Central Development Laboratory (CDL)

Central Development Laboratory (CDL)

Detection of the radio waves emitted by astronomical objects demands technology and signal processing that push the state-of-the-art. The scientists and engineers at the NRAO Technology Center (NTC) in Charlottesville, Virginia perform much of the innovative research and development that yields the necessary instrumentation and processing advances.

Technical innovations developed or enhanced for radio astronomy have contributed to improvements in communications antennas, transistors, cryogenic coolers, medical and scientific imaging, time and frequency standards, atomic clocks, and GPS navigation, 911 emergency call location, and precision spacecraft navigation. NRAO technology increases our understanding of the Universe and contributes to American competitiveness.
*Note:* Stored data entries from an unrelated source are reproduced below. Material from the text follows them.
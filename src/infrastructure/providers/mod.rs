//! # Quote Providers
//!
//! External quote sources and the ordered chain the orchestrator walks.
//!
//! - [`QuoteProvider`]: port implemented by every source
//! - [`ProviderChain`]: explicit priority order, built at startup
//! - [`ZenQuotesProvider`]: ZenQuotes API adapter

pub mod chain;
pub mod error;
pub mod http_client;
pub mod traits;
pub mod zen_quotes;

pub use chain::{ProviderChain, ProviderChainBuilder};
pub use error::{FailureClass, ProviderError, ProviderResult};
pub use http_client::HttpClient;
pub use traits::QuoteProvider;
pub use zen_quotes::{ZEN_QUOTES_PROVIDER_NAME, ZenQuotesConfig, ZenQuotesProvider};
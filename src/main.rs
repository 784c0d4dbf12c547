//! Random quotes HTTP server.

use anyhow::{Context, Result};
use clap::Parser;
use random_quotes::api::rest::{AppState, cors_layer, create_router};
use random_quotes::application::services::{
    LikeBroadcaster, LikeService, QuoteCache, QuoteFetchOrchestrator, QuoteService,
};
use random_quotes::config::{AppConfig, DatabaseSettings};
use random_quotes::infrastructure::persistence::in_memory::InMemoryQuoteStore;
use random_quotes::infrastructure::persistence::postgres::{
    PostgresQuoteLikeRepository, PostgresQuoteRepository, run_migrations,
};
use random_quotes::infrastructure::persistence::{QuoteLikeRepository, QuoteRepository};
use random_quotes::infrastructure::providers::{ProviderChain, ZenQuotesProvider};
use random_quotes::telemetry::init_tracing;
use sqlx::postgres::PgPoolOptions;
use std::sync::Arc;
use tokio::net::TcpListener;

#[derive(Debug, Parser)]
#[command(name = "quotes-server", version, about = "Random quotes service")]
struct Args {
    /// Config file path without extension.
    #[arg(short, long, env = "QUOTES_CONFIG")]
    config: Option<String>,

    /// Overrides `server.port`.
    #[arg(short, long)]
    port: Option<u16>,
}

type Stores = (Arc<dyn QuoteRepository>, Arc<dyn QuoteLikeRepository>);

#[tokio::main]
async fn main() -> Result<()> {
    let dotenv = dotenvy::dotenv();
    let args = Args::parse();

    let mut config = AppConfig::load(args.config.as_deref()).context("loading configuration")?;
    if let Some(port) = args.port {
        config.server.port = port;
    }
    init_tracing(&config.logging);
    if let Ok(path) = dotenv {
        tracing::debug!(path = %path.display(), "loaded .env");
    }

    let (quotes, likes) = open_stores(&config.database).await?;
    let chain = provider_chain(&config, Arc::clone(&quotes))?;
    tracing::info!(providers = ?chain.names(), "provider chain ready");

    let orchestrator = QuoteFetchOrchestrator::new(chain, Arc::clone(&quotes), config.orchestrator_config());
    let cache = QuoteCache::new(Arc::new(orchestrator), config.cache_config());
    let state = Arc::new(AppState {
        quotes: Arc::new(QuoteService::new(Arc::new(cache), quotes)),
        likes: Arc::new(LikeService::with_policy(likes, config.likes.duplicate_policy)),
        broadcaster: Arc::new(LikeBroadcaster::default()),
        cookie: config.cookie_settings(),
    });
    let router = create_router(state, cors_layer(&config.server.cors_origins));

    let addr = config.bind_addr()?;
    let listener = TcpListener::bind(addr)
        .await
        .with_context(|| format!("binding {addr}"))?;
    tracing::info!(%addr, "listening");

    axum::serve(listener, router)
        .with_graceful_shutdown(shutdown_signal())
        .await?;

    Ok(())
}

async fn open_stores(settings: &DatabaseSettings) -> Result<Stores> {
    let Some(url) = settings.url.as_deref() else {
        tracing::warn!("no database url configured, using the in-memory quote store");
        let store = Arc::new(InMemoryQuoteStore::new());
        let quotes: Arc<dyn QuoteRepository> = store.clone();
        let likes: Arc<dyn QuoteLikeRepository> = store;
        return Ok((quotes, likes));
    };

    let pool = PgPoolOptions::new()
        .max_connections(settings.max_connections)
        .connect(url)
        .await
        .context("connecting to the quote database")?;
    if settings.run_migrations {
        run_migrations(&pool).await?;
        tracing::info!("database migrations applied");
    }

    let quotes: Arc<dyn QuoteRepository> = Arc::new(PostgresQuoteRepository::new(pool.clone()));
    let likes: Arc<dyn QuoteLikeRepository> = Arc::new(PostgresQuoteLikeRepository::new(pool));
    Ok((quotes, likes))
}

fn provider_chain(config: &AppConfig, quotes: Arc<dyn QuoteRepository>) -> Result<ProviderChain> {
    let mut builder = ProviderChain::builder();
    if config.providers.zenquotes.enabled {
        let provider = ZenQuotesProvider::new(config.zen_quotes_config(), quotes)
            .context("creating the ZenQuotes provider")?;
        builder = builder.push(Arc::new(provider));
    }
    Ok(builder.build())
}

async fn shutdown_signal() {
    if tokio::signal::ctrl_c().await.is_ok() {
        tracing::info!("shutdown requested");
    }
}
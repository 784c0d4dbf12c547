//! # Like Broadcaster
//!
//! Fans out "quote liked" events to live subscribers. New subscribers first
//! receive the most recent events, then everything emitted after they joined.
//!
//! Delivery is best-effort: a subscriber that falls behind the channel
//! capacity skips the events it missed.

use crate::domain::entities::Quote;
use crate::domain::value_objects::QuoteId;
use futures::StreamExt;
use futures::stream::{self, BoxStream};
use parking_lot::Mutex;
use serde::{Deserialize, Serialize};
use std::collections::VecDeque;
use tokio::sync::broadcast;
use tokio_stream::wrappers::BroadcastStream;
use tokio_stream::wrappers::errors::BroadcastStreamRecvError;

/// Number of past events replayed to a new subscriber.
pub const DEFAULT_REPLAY: usize = 3;

const DEFAULT_CHANNEL_CAPACITY: usize = 256;

/// A quote that was just liked, with its updated counter.
#[derive(Debug, Clone, PartialEq, Eq, Serialize, Deserialize)]
#[serde(rename_all = "camelCase")]
pub struct QuoteLikedEvent {
    /// Quote id.
    pub id: QuoteId,
    /// Quote author.
    pub author: String,
    /// Quote text.
    pub text: String,
    /// Like count after the like.
    pub likes: u32,
}

impl QuoteLikedEvent {
    /// Builds an event from a persisted quote; `None` if the quote has no id.
    #[must_use]
    pub fn from_quote(quote: &Quote) -> Option<Self> {
        Some(Self {
            id: quote.id()?,
            author: quote.author().to_string(),
            text: quote.text().to_string(),
            likes: quote.likes(),
        })
    }
}

/// Broadcast channel with a small replay buffer.
#[derive(Debug)]
pub struct LikeBroadcaster {
    sender: broadcast::Sender<QuoteLikedEvent>,
    recent: Mutex<VecDeque<QuoteLikedEvent>>,
    replay: usize,
}

impl Default for LikeBroadcaster {
    fn default() -> Self {
        Self::new(DEFAULT_CHANNEL_CAPACITY, DEFAULT_REPLAY)
    }
}

impl LikeBroadcaster {
    /// Creates a broadcaster with the given channel capacity and replay depth.
    #[must_use]
    pub fn new(capacity: usize, replay: usize) -> Self {
        let (sender, _) = broadcast::channel(capacity.max(1));
        Self {
            sender,
            recent: Mutex::new(VecDeque::with_capacity(replay)),
            replay,
        }
    }

    /// Publishes an event; returns how many live subscribers received it.
    pub fn emit(&self, event: QuoteLikedEvent) -> usize {
        let mut recent = self.recent.lock();
        if self.replay > 0 {
            if recent.len() == self.replay {
                recent.pop_front();
            }
            recent.push_back(event.clone());
        }
        // Sending fails only when nobody is listening.
        self.sender.send(event).unwrap_or(0)
    }

    /// Returns the replay snapshot and a receiver for later events.
    ///
    /// The snapshot and the receiver are taken under the same lock as
    /// [`emit`](Self::emit), so no event is missed or seen twice.
    pub fn subscribe(&self) -> (Vec<QuoteLikedEvent>, broadcast::Receiver<QuoteLikedEvent>) {
        let recent = self.recent.lock();
        let receiver = self.sender.subscribe();
        (recent.iter().cloned().collect(), receiver)
    }

    /// Replay followed by live events, as a stream.
    pub fn stream(&self) -> BoxStream<'static, QuoteLikedEvent> {
        let (replay, receiver) = self.subscribe();
        let live = BroadcastStream::new(receiver).filter_map(|item| async move {
            match item {
                Ok(event) => Some(event),
                Err(BroadcastStreamRecvError::Lagged(skipped)) => {
                    tracing::warn!(skipped, "like stream subscriber lagged");
                    None
                }
            }
        });
        stream::iter(replay).chain(live).boxed()
    }

    /// Number of live subscribers.
    #[must_use]
    pub fn subscriber_count(&self) -> usize {
        self.sender.receiver_count()
    }
}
Radio telescope receivers almost universally use electronics known as HFET (heterostructure field-effect transistor) amplifiers. The NTC has pioneered HFET development and is largely responsible for their high performance. NTC amplifiers, e.g., were crucial to the success of the Wilkinson Microwave Anisotropy Probe (WMAP) satellite that accurately measured the Big Bang's remnant signal.

Digital auto- and cross-correlators are the heart of digital data processing for radio telescopes, and the NTC is a world leader in their development and construction. NTC personnel are now building the ALMA correlator, the world's fastest supercomputer, capable of 17,000,000,000,000,000 calculations per second!

Superconductor-Insulator-Superconductor (SIS) tunneling junctions are the foundations of many sensitive radio astronomy receivers. Working with the Microelectronics Fabrication Laboratory at the University of Virginia, the NTC has developed a reliable junction fabrication process that can be used in many different superconducting electronic circuits. NTC research has led to SIS mixer designs that are broadband, require no mechanical tuning, and achieve record performance.